Long horizontal and multi-lateral wells continue to be used in applications requiring high production rate. However, many of these wells suffer from low productivity due to incomplete filter cake removal. The obstacles encountered are the difficulty to ensure contact of the cleaning fluids with the filter cake throughout the whole interval, as well as controlling the reaction rate between the cleanup fluids and the filter cake to assure uniform dissolution.
The filter cake formed by water-based mud consists of XC-polymer, starch, CaCO3 particles and drilling cuttings. Today several chemical techniques (oxidizers, enzymes and acids) are available to break the polymers and dissolve CaCO3 particles that are present in the filter cake. The limitations of these fluids are fast reaction rates and corrosiveness provided by acids, especially at high temperatures. Also, cleaning fluids are not effective in heterogeneous formations where there are high permeability streaks, which will require using large volumes of the treatment fluids, but with poor performance.
One way to overcome problems associated with the heterogeneous nature of oil and gas reservoirs is to increase the viscosity of the cleaning fluids. This was addressed in the present study by adding a viscoelastic surfactant to the cleaning fluids (mainly enzymes).

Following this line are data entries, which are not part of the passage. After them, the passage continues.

//! # cadenza-royalty
//!
//! Royalty math: fraud stream analysis and the pro-rata calculator.
//! Everything here is a pure function of its inputs; persistence and
//! crediting live elsewhere.
//!
//! ## Modules
//!
//! - [`fraud`] — qualified/fraud stream counting over event batches
//! - [`calculator`] — pool share, tier multiplier, fraud discount

pub mod calculator;
pub mod fraud;

/// Error types for royalty calculations.
#[derive(Debug, thiserror::Error)]
pub enum RoyaltyError {
    /// A share's stream counts are inconsistent.
    #[error("invalid share: {0}")]
    InvalidShare(String),

    /// Arithmetic overflow.
    #[error("arithmetic overflow in royalty calculation")]
    Overflow,
}

/// Convenience result type for royalty operations.
pub type Result<T> = std::result::Result<T, RoyaltyError>;
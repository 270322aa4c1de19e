//! Ledger command handlers: account reads, event ingestion, webhooks.

use std::collections::BTreeMap;
use std::sync::Arc;

use serde_json::Value;

use cadenza_db::queries::{audit, ledger, streams};
use cadenza_db::DbError;
use cadenza_royalty::fraud;
use cadenza_types::events::StreamEvent;
use cadenza_types::ledger::TransactionSource;
use cadenza_types::period::Period;

use crate::commands::db_err;
use crate::events::Event;
use crate::rpc::RpcError;
use crate::scheduler::unix_now;
use crate::DaemonState;

type Result = std::result::Result<Value, RpcError>;

fn require_creator_id(params: &Value) -> std::result::Result<&str, RpcError> {
    params
        .get("creator_id")
        .and_then(|v| v.as_str())
        .ok_or_else(|| RpcError::invalid_params("creator_id required"))
}

fn tx_to_json(tx: &ledger::TransactionRow) -> Value {
    serde_json::json!({
        "id": tx.id,
        "amount_cents": tx.amount_cents,
        "source": tx.source,
        "status": tx.status,
        "idempotency_key": tx.idempotency_key,
        "reverses_id": tx.reverses_id,
        "metadata": tx.metadata,
        "created_at": tx.created_at,
    })
}

/// Get an account's confirmed balances and recent transactions.
pub async fn get_account_summary(state: &Arc<DaemonState>, params: &Value) -> Result {
    let creator_id = require_creator_id(params)?;
    let db = state.db.lock().await;

    let account = ledger::account(&db, creator_id).map_err(db_err)?;
    let recent = ledger::recent_transactions(&db, creator_id, 20).map_err(db_err)?;

    Ok(serde_json::json!({
        "creator_id": account.creator_id,
        "balance": account.balance,
        "total_earned": account.total_earned,
        "total_paid_out": account.total_paid_out,
        "min_payout_cents": account.min_payout_cents,
        "recent_transactions": recent.iter().map(tx_to_json).collect::<Vec<_>>(),
    }))
}

/// Get an account's transaction history.
pub async fn get_transactions(state: &Arc<DaemonState>, params: &Value) -> Result {
    let creator_id = require_creator_id(params)?;
    let limit = params.get("limit").and_then(|v| v.as_u64()).unwrap_or(100) as u32;

    let db = state.db.lock().await;
    let txs = ledger::recent_transactions(&db, creator_id, limit).map_err(db_err)?;
    Ok(serde_json::json!(txs.iter().map(tx_to_json).collect::<Vec<_>>()))
}

/// Ingest a batch of stream events from the event pipeline.
///
/// Events are grouped by creator and period, run through the fraud
/// analyzer, and accumulated into period stream stats. Ingestion is
/// additive: batches may arrive in any order from any number of workers.
pub async fn ingest_stream_events(state: &Arc<DaemonState>, params: &Value) -> Result {
    let events: Vec<StreamEvent> = params
        .get("events")
        .cloned()
        .ok_or_else(|| RpcError::invalid_params("events required"))
        .and_then(|v| {
            serde_json::from_value(v).map_err(|e| RpcError::invalid_params(&e.to_string()))
        })?;

    let mut grouped: BTreeMap<(String, u64), Vec<StreamEvent>> = BTreeMap::new();
    for event in events {
        let period = Period::containing(event.timestamp);
        grouped
            .entry((event.creator_id.clone(), period.start))
            .or_default()
            .push(event);
    }

    let config = state.config.fraud_config();
    let db = state.db.lock().await;
    let mut batches = 0u64;
    for ((creator_id, period_start), batch) in &grouped {
        let period = Period::containing(*period_start);
        let stats = fraud::analyze(batch, &config);
        if stats.qualified_streams == 0 {
            continue;
        }
        streams::accumulate(
            &db,
            creator_id,
            period,
            stats.qualified_streams as i64,
            stats.fraud_streams as i64,
        )
        .map_err(db_err)?;
        batches += 1;
    }

    Ok(serde_json::json!({"batches_recorded": batches}))
}

/// Payment-processor webhook: a confirmed one-off tip.
///
/// The webhook event id is the idempotency key, so re-delivery cannot
/// double-credit.
pub async fn webhook_tip(state: &Arc<DaemonState>, params: &Value) -> Result {
    let event_id = params
        .get("event_id")
        .and_then(|v| v.as_str())
        .ok_or_else(|| RpcError::invalid_params("event_id required"))?;
    let creator_id = require_creator_id(params)?;
    let amount_cents = params
        .get("amount_cents")
        .and_then(|v| v.as_i64())
        .ok_or_else(|| RpcError::invalid_params("amount_cents required"))?;

    let now = unix_now();
    let db = state.db.lock().await;
    let key = format!("tip:{event_id}");

    match ledger::credit(
        &db,
        creator_id,
        amount_cents,
        TransactionSource::Tip,
        &key,
        None,
        now,
    ) {
        Ok(tx_id) => {
            audit::append(
                &db,
                "tip_credited",
                Some(creator_id),
                Some(amount_cents),
                &serde_json::json!({"transaction_id": tx_id, "event_id": event_id}),
                now,
            )
            .map_err(db_err)?;
            state.event_bus.emit(Event {
                event_type: "TipCredited".to_string(),
                timestamp: now,
                payload: serde_json::json!({
                    "creator_id": creator_id,
                    "amount_cents": amount_cents,
                }),
            });
            Ok(serde_json::json!({"transaction_id": tx_id, "duplicate": false}))
        }
        // Webhook re-delivery: success-no-op
        Err(DbError::Duplicate(_)) => Ok(serde_json::json!({"duplicate": true})),
        Err(err) => Err(db_err(err)),
    }
}

/// Reverse a credited transaction (fraud reversal). Elevated.
pub async fn reverse_transaction(state: &Arc<DaemonState>, params: &Value) -> Result {
    let transaction_id = params
        .get("transaction_id")
        .and_then(|v| v.as_i64())
        .ok_or_else(|| RpcError::invalid_params("transaction_id required"))?;

    let now = unix_now();
    let db = state.db.lock().await;
    let key = format!("rev:{transaction_id}");

    match ledger::reverse(&db, transaction_id, &key, now) {
        Ok(reversal_id) => {
            audit::append(
                &db,
                "transaction_reversed",
                None,
                None,
                &serde_json::json!({
                    "transaction_id": transaction_id,
                    "reversal_id": reversal_id,
                }),
                now,
            )
            .map_err(db_err)?;
            state.event_bus.emit(Event {
                event_type: "ReversalRecorded".to_string(),
                timestamp: now,
                payload: serde_json::json!({"transaction_id": transaction_id}),
            });
            Ok(serde_json::json!({"reversal_id": reversal_id, "duplicate": false}))
        }
        Err(DbError::Duplicate(_)) => Ok(serde_json::json!({"duplicate": true})),
        Err(err) => Err(db_err(err)),
    }
}

/// Override an account's minimum payout threshold. Elevated.
pub async fn set_min_payout(state: &Arc<DaemonState>, params: &Value) -> Result {
    let creator_id = require_creator_id(params)?;
    let min_payout_cents = params
        .get("min_payout_cents")
        .and_then(|v| v.as_i64())
        .ok_or_else(|| RpcError::invalid_params("min_payout_cents required"))?;

    let db = state.db.lock().await;
    ledger::set_min_payout(&db, creator_id, min_payout_cents).map_err(db_err)?;
    Ok(serde_json::json!({"updated": true}))
}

Laboratory studies were conducted to examine the effect of viscoelastic surfactants on the performance of specific enzymes (used to break XC-polymer and starch). The apparent viscosity of the combined solution was measured as a function of shear rate (10 to 1,000 s-1) and temperature (77 to 212°F). A modified HPHT fluid loss cell was used to assess the effectiveness of the combined system in cleaning filter cake formed by water-based drilling mud. The effects of temperature, enzyme type and concentration; and surfactant concentration were investigated. Experimental results showed that the surfactant increased the viscosity of the solution. As a result, the rate of polymer degradation by enzymes had decreased. Solutions that contain enzymes and viscoelastic surfactants can give a uniform distribution over the whole interval, which will result in higher production rates. This paper will discuss various interactions of surfactant-enzyme systems and address the advantages and limitations of this system.
The use of horizontally drilled wells has increased dramatically during the past decade because they offer greater contact with the reservoir rocks. The effective production rate should be much greater for horizontal well. Unfortunately, the larger drainage area and longer wellbore also contribute to a larger exposed area and longer exposure time for the drilling fluid in horizontal wells. Therefore, severe damage caused by drilling fluid can have a considerable influence on the reduction of horizontal well productivity.
Near-wellbore formation damage can result from many activities during drilling, completion, and production. One of the most pervasive damage mechanisms is pore plugging by solid particles from drilling mud, drilled solids, or particles from the formation. It is not always possible to prevent formation damage, and well stimulation techniques have been used to remove or mitigate the effect of formation damage for more than half a century. Although conventional well-stimulation techniques have been used very successfully, they have significant limitations in long horizontal wells and in wells with multiple branches.
More and more new wells have a tendency to be complex, with slotted liners or screen completions, maximum reservoir contact (MRC), multiple horizontal sections and, in some cases, sensitive downhole instrumentation. Saudi Aramco's definition of MRC wells requires that the horizontal interval must contact at least 4,000 ft of the targeted reservoir(s). Such wells would benefit from a stimulation method that eliminates the need for aggressive chemicals and the difficulties associated with fluid placement.
Drill-in fluids are generally water-based muds (WBMs) containing a viscosifier, a fluid-loss reducer, salts, and sized calcium carbonate particles. For temperatures less than 260°F, conventional polymers are used for viscosity and fluid loss control. Solid particles are added for pore throat bridging, where the particle size distribution (PSD) of the CaCO3 is defined and matched for the permeability range of the formation being drilled.